Women spearhead many of the changes that help make the multicultural society work. As
half the population, they are an exceptional "minority" that helps pave the way for the racial
and ethnic minorities with fewer numbers. In the last global boom of the 1960s, the
women's movement gained traction and helped promote the rise in the status of women.
Through the 1970s and 1980s, women push against traditional barriers and work their way
into business and government. By the 1990s, women have permeated the entire fabric of the
economy and society. The needs, desires, and values of women increasingly begin to drive
the political and business worlds - largely for the better. By the early part of the century, it
becomes clear that the very skills most needed to make the networked society really hum
are those that women have long practiced. Long before it became fashionable, women were
developing the subtle abilities of maintaining networks, of remaining inclusive, of
negotiating. These skills prove to be crucial to solving the very different challenges of this
new world.
The effort to build a truly inclusive society does not just impact Americans. At the tum of
the century, the United States is the closest thing the world has to a workable multicultural
society. Almost all the cultures of the world have some representation, several in significant
proportions. As the century moves on, it becomes clear to most people on the planet that all
cultures must coexist in relative harmony on a global scale. On a meta level, it seems that
the world is heading toward a future that's prefaced by what's happening in the United
States.
A Civilization of Civilizations
In 2020, humans arrive on Mars. It's an extraordinary event by any measure, coming a half
century after people first set foot on the Moon. The four astronauts touch down and beam
their images back to the 11 billion people sharing in the moment. The expedition is a joint
effort supported by virtually all nations on the planet, the culmination of a decade and a half
of intense focus on a common goal. A remarkable enough technical achievement, the Mars
landing is even more important for what it symbolizes.

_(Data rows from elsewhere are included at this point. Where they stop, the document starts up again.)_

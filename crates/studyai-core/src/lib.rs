//! StudyAI Core
//!
//! Artifact model, generation-session state machine, scoring, and the ports
//! that connect sessions to content generation and persistence.

pub mod artifact;
pub mod controller;
pub mod countdown;
pub mod cursor;
pub mod error;
pub mod events;
pub mod generator;
pub mod request;
pub mod scoring;
pub mod session;
pub mod source;
pub mod store;

pub use artifact::{
    Artifact, ArtifactBody, ArtifactKind, Card, CardDifficulty, Citation, ConceptExplanationBody,
    EssayBody, EssayOutline, ExplanationStep, FlashcardSetBody, GradableItem, GrammarIssue,
    IssueSeverity, LearningResource, OutlineSection, PracticeTestBody, Question, QuestionType,
    QuizBody, StudyGuideBody, TestQuestion,
};
pub use controller::SessionController;
pub use countdown::Countdown;
pub use cursor::{Cursor, CursorPolicy};
pub use error::{Result, StudyError};
pub use events::{EventBroadcaster, SessionEvent};
pub use generator::{ArtifactDraft, ContentGenerator, PlaceholderGenerator};
pub use request::{
    Difficulty, EssayLength, EssayType, ExplanationLevel, GenerationRequest, GuideFormat,
    QuestionTypeChoice, RequestOptions, MAX_QUESTIONS,
};
pub use scoring::{GradeBand, ReviewEntry, ScoreReport};
pub use session::{
    CompletionReason, GenerationToken, Phase, SessionSnapshot, SessionState, TickOutcome,
};
pub use source::{ArtifactSource, InSessionSource, PersistingSource};
pub use store::ArtifactStore;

As the global viewing audience stares at the image of a distant Earth, seen from a
neighboring planet 35 million miles away, the point is made as never before: We are one
world. All organisms crammed on the globe are intricately interdependent. Plants, animals,
humans need to find a way to live together on that tiny little place. By 2020, most people
are acting on that belief. The population has largely stabilized. The spreading prosperity
nudged a large enough block of people into middle-class lifestyles to curtail high birth rates.
In some pockets of the world large families are still highly valued, but most people strive
only to replicate themselves, and no more. Just as important, the world economy has
evolved to a point roughly in balance with nature. To be sure, the ecosystem is not in perfect
equilibrium. More pollution enters the world than many would like. But the rates of
contamination have been greatly reduced, and the trajectory of these trends looks promising.
The regeneration of the global environment is in sight.
The images from Mars drive home another point: We're one global society, one human race.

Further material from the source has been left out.